La terra trema nella provincia messinese. La scossa è stata sentita avvertita in molte zone della Sicilia
Un terremoto di magnitudo 4 è stato rilevato questo pomeriggio dall’INGV con epicentro a circa due chilometri a sud di Militello Rosmarino, piccolo comune montano del Messinese nel cuore dei Nebrodi.
Le prime informazioni
La scossa, registrata alle 14:54 a una profondità di 9 chilometri, è stata avvertita distintamente tra Messina, Catania e Cefalù, nella parte nord-orientale della Sicilia, generando qualche momento di apprensione tra la popolazione. Non si segnalano però danni a persone o edifici, né disservizi ai servizi essenziali.

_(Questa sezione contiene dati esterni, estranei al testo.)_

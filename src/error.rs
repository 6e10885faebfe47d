use thiserror::Error;

/// Every structural rule an extraction document broke, reported together.
#[derive(Error, Debug, Clone, PartialEq, Eq)]
#[error("{}", .violations.join(", "))]
pub struct ValidationError {
    pub violations: Vec<String>,
}

#[derive(Error, Debug)]
pub enum TransformError {
    #[error(transparent)]
    Invalid(#[from] ValidationError),

    #[error("No lessons found in extraction. The PDF may not contain structured content.")]
    NoLessons,

    #[error("None of the {lessons} extracted lessons contain usable content")]
    NoUsableContent { lessons: usize },
}

#[derive(Error, Debug)]
pub enum ExtractionError {
    #[error("HTTP request failed: {0}")]
    Http(#[from] ureq::Error),

    #[error("PDF extraction failed ({status}): {body}")]
    ServerError { status: u16, body: String },

    #[error("{0}")]
    Service(String),

    #[error("Unexpected API response: missing 'result' field")]
    MissingResult,

    #[error(
        "PDF extractor is outdated (version {found}); version {minimum} or newer is required to produce document_metadata"
    )]
    OutdatedExtractor { found: String, minimum: &'static str },

    #[error("Failed to read extraction: {0}")]
    Io(#[from] std::io::Error),

    #[error("Malformed extraction document: {0}")]
    Decode(#[from] serde_json::Error),
}

#[derive(Error, Debug)]
pub enum StoreError {
    #[error("HTTP request failed: {0}")]
    Http(#[from] ureq::Error),

    #[error("Supabase rejected insert into {table} ({status}): {body}")]
    Rejected {
        table: &'static str,
        status: u16,
        body: String,
    },

    #[error("Supabase returned no row for {table}")]
    EmptyResponse { table: &'static str },

    #[error("Failed to read response body: {0}")]
    Io(#[from] std::io::Error),
}

#[derive(Error, Debug)]
pub enum ConfigError {
    #[error("environment variable {0} must be set")]
    Missing(&'static str),

    #[error("environment variable {name} is invalid: {value}")]
    Invalid { name: &'static str, value: String },
}

#[cfg(test)]
mod tests {
    use super::*;

    #[test]
    fn validation_error_joins_all_violations() {
        let err = ValidationError {
            violations: vec![
                "Missing document_metadata.title".into(),
                "Missing or empty sections[]".into(),
            ],
        };
        assert_eq!(
            err.to_string(),
            "Missing document_metadata.title, Missing or empty sections[]"
        );
    }

    #[test]
    fn transform_error_is_transparent_over_validation() {
        let err: TransformError = ValidationError {
            violations: vec!["Missing document_metadata".into()],
        }
        .into();
        assert_eq!(err.to_string(), "Missing document_metadata");
    }
}
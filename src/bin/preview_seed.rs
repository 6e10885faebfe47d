use std::io::Write;
use std::{
    env,
    fs::{self, OpenOptions},
};

use anyhow::Context;
use curriculum::extraction::ExtractionDocument;
use curriculum::seed::{transform_extraction, ModuleSeed, DEFAULT_CATEGORY};
use tracing_subscriber::EnvFilter;

const BOLD: &str = "\x1b[1m";
const RESET: &str = "\x1b[0m";
const DEFAULT_OUTPUT_DIR: &str = "output/seed";

pub struct Config {
    pub extraction_path: String,
    pub category: String,
    pub output_dir: String,
}

fn parse_config(mut args: impl Iterator<Item = String>) -> anyhow::Result<Config> {
    let extraction_path = args
        .next()
        .context("extraction_path is required, pass the JSON saved from the extractor")?;
    let category = args.next().unwrap_or(DEFAULT_CATEGORY.to_string());
    let output_dir = args.next().unwrap_or(DEFAULT_OUTPUT_DIR.to_string());

    Ok(Config {
        extraction_path,
        category,
        output_dir,
    })
}

fn main() -> anyhow::Result<()> {
    tracing_subscriber::fmt()
        .with_env_filter(
            EnvFilter::try_from_default_env().unwrap_or_else(|_| "curriculum=info".into()),
        )
        .init();

    let config = match parse_config(env::args().skip(1)) {
        Ok(config) => config,
        Err(e) => {
            eprintln!("Usage: cargo run --bin preview_seed <extraction.json> [category] [output_dir]");
            return Err(e);
        }
    };

    let raw = fs::read_to_string(&config.extraction_path)
        .context(format!("failed to read {}", config.extraction_path))?;
    let extraction: ExtractionDocument =
        serde_json::from_str(&raw).context("extraction is not valid JSON")?;

    let module = transform_extraction(&extraction, &config.category)
        .context("failed to build module from extraction")?;

    create_output_dir(&config.output_dir).context("failed to create output directory")?;
    write_module(&module, &config.output_dir).context("failed to write module seed")?;

    println!("Module: {BOLD}{}{RESET}", module.title);
    println!(
        "Lessons: {} ({} content + {} quiz)",
        module.lessons.len(),
        module.content_lesson_count(),
        module.lessons.len() - module.content_lesson_count()
    );
    println!("Content blocks: {}", module.block_count());
    println!("Quiz questions: {}", module.question_count());
    println!("Estimated duration: {} minutes", module.estimated_duration_minutes);
    println!("Total XP: {}", module.xp_reward);
    println!(
        "\nwrote {BOLD}module.yaml{RESET} to {BOLD}{}{RESET}",
        &config.output_dir
    );

    Ok(())
}

fn write_module(module: &ModuleSeed, output_dir: &str) -> anyhow::Result<()> {
    let mut file = OpenOptions::new()
        .create_new(true)
        .write(true)
        .open(format!("{}/module.yaml", output_dir))
        .context("failed to open file for module.yaml")?;

    let content = serde_yaml_ng::to_string(module).context("failed to serialize module seed")?;
    write!(file, "{}", content).context("failed to write module seed")?;

    Ok(())
}

fn create_output_dir(output_dir: &str) -> anyhow::Result<()> {
    if fs::metadata(output_dir).is_ok() {
        fs::remove_dir_all(output_dir)?;
    }

    fs::create_dir_all(output_dir)?;
    Ok(())
}
use clap::{Parser, Subcommand};
use rgenstudio::{
    logger::{self, LogLevel, LoggerConfig},
    session::save_image,
    CreativeApp, GeminiClient, ImageClient, MockIdentityProvider, StudioConfig, View,
};
use std::path::PathBuf;

#[derive(Parser)]
#[command(name = "rgenstudio", version, about = "Generate or edit images with Gemini")]
struct Cli {
    #[command(subcommand)]
    command: Command,

    /// Directory results are saved to (overrides STUDIO_DOWNLOAD_DIR)
    #[arg(short, long, global = true)]
    out: Option<PathBuf>,

    /// File name prefix for saved results (overrides STUDIO_DOWNLOAD_PREFIX)
    #[arg(long, global = true)]
    prefix: Option<String>,

    /// Model id (overrides GEMINI_MODEL)
    #[arg(short, long, global = true)]
    model: Option<String>,

    /// Log at debug level
    #[arg(short, long, global = true)]
    verbose: bool,
}

#[derive(Subcommand)]
enum Command {
    /// Generate an image from a text prompt
    Generate { prompt: String },
    /// Edit an image (max 5MB) according to a text instruction
    Edit { image: PathBuf, prompt: String },
    /// List known image models
    Models,
}

#[tokio::main]
async fn main() -> Result<(), Box<dyn std::error::Error>> {
    let cli = Cli::parse();
    let dotenv_loaded = dotenv::dotenv().is_ok();

    let mut log_config = LoggerConfig::from_env();
    if cli.verbose {
        log_config = log_config.with_level(LogLevel::Debug);
    }
    logger::init_with_config(log_config)?;

    if dotenv_loaded {
        log::debug!("✅ .env file loaded successfully");
    } else {
        log::debug!("No .env file found, using system environment variables");
    }

    let (image, prompt) = match cli.command {
        Command::Models => {
            for model in ImageClient::supported_models() {
                println!("{}  {} ({}): {}", model.id, model.name, model.provider, model.description);
            }
            return Ok(());
        }
        Command::Generate { prompt } => (None, prompt),
        Command::Edit { image, prompt } => (Some(image), prompt),
    };

    let mut config = StudioConfig::from_env();
    if let Some(model) = cli.model {
        config.gemini = config.gemini.with_model(model);
    }
    if let Some(out) = cli.out {
        config = config.with_download_dir(out);
    }
    if let Some(prefix) = cli.prefix {
        config = config.with_download_prefix(prefix);
    }
    logger::log_config_info(&config);

    let client = GeminiClient::new(config.gemini.clone())?;

    let mut app = CreativeApp::new(MockIdentityProvider);
    app.sign_in()?;
    let studio = app.studio_mut().ok_or("no active session")?;

    if let Some(path) = image {
        studio.attach_file(&path)?;
    }
    studio.set_prompt(prompt);
    if !studio.can_submit() {
        return Err("prompt must not be empty".into());
    }

    log::info!("🔄 {}", studio.mode().progress_label());
    studio.submit(client.image()).await;

    let outcome = match studio.view() {
        View::Result(image) => {
            let path = save_image(image, &config.download_dir, &config.download_prefix)?;
            println!("{}", path.display());
            Ok(())
        }
        View::Error(message) => {
            log::error!("❌ {}", message);
            Err(message.to_string().into())
        }
        View::Welcome | View::Loading { .. } => Err("request did not complete".into()),
    };

    app.sign_out();
    outcome
}
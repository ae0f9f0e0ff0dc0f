use serde::{Deserialize, Serialize};
use std::fmt;

#[derive(Debug, Clone, Serialize, Deserialize)]
pub struct ModelInfo {
    pub id: String,
    pub name: String,
    pub provider: String,
    pub description: String,
}

/// Which kind of request a submit produces.
#[derive(Debug, Clone, Copy, Serialize, Deserialize, PartialEq, Eq)]
#[serde(rename_all = "UPPERCASE")]
pub enum Mode {
    /// Produce an image from text alone.
    Generate,
    /// Transform a user-supplied image using a text instruction.
    Edit,
}

impl Mode {
    pub fn as_str(&self) -> &'static str {
        match self {
            Mode::Generate => "GENERATE",
            Mode::Edit => "EDIT",
        }
    }

    /// Label shown while a request of this mode is in flight.
    pub fn progress_label(&self) -> &'static str {
        match self {
            Mode::Generate => "GENERATING...",
            Mode::Edit => "EDITING...",
        }
    }

    pub fn prompt_placeholder(&self) -> &'static str {
        match self {
            Mode::Generate => "Describe an image...",
            Mode::Edit => "How should we edit this?",
        }
    }
}

impl fmt::Display for Mode {
    fn fmt(&self, f: &mut fmt::Formatter<'_>) -> fmt::Result {
        f.write_str(self.as_str())
    }
}
pub mod backend;
pub mod image_client;
pub mod mock;
pub mod normalize;

use crate::{config::GeminiConfig, error::Result};
use std::sync::Arc;

pub use backend::{HttpBackend, ModelBackend};
pub use image_client::ImageClient;
pub use mock::ScriptedBackend;
pub use normalize::normalize_response;

#[derive(Clone)]
pub struct GeminiClient {
    image_client: ImageClient,
}

impl GeminiClient {
    pub fn new(config: GeminiConfig) -> Result<Self> {
        let backend = HttpBackend::new(&config)?;
        log::debug!("Gemini endpoint: {}", backend.endpoint());
        Ok(Self::with_backend(Arc::new(backend)))
    }

    /// Builds a client over any backend, e.g. [`ScriptedBackend`] in tests.
    pub fn with_backend(backend: Arc<dyn ModelBackend>) -> Self {
        Self {
            image_client: ImageClient::new(backend),
        }
    }

    pub fn image(&self) -> &ImageClient {
        &self.image_client
    }
}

Repliche, inoltre, sono state registrate sempre a Militello Rosmarino, alle 14.58, di magnitudo 2.1, e
ad Alcara Li Fusi, alle 15.35, di magnitudo 2.4.
Un territorio fragile
Secondo quanto riportato dal Il Mattino, l'area colpita presenta un patrimonio edilizio particolarmente vulnerabile: a Militello Rosmarino quasi il 90% delle abitazioni è realizzato in pietra o muratura, mentre meno dell’8% è in cemento armato, un dato che potrebbe incidere in caso di eventi sismici più intensi. La bassa densità abitativa - circa 43 residenti per chilometro quadrato - riduce il rischio per le persone, ma non attenua la fragilità del centro storico. La zona, compresa tra i Nebrodi e la costa tirrenica, è interessata da una sismicità frequente. Negli ultimi mesi sono stati registrati diversi eventi tra magnitudo 2.5 e 3.3; l'ultimo episodio significativo risale al 17 gennaio 2026, nei pressi di Piraino (ME).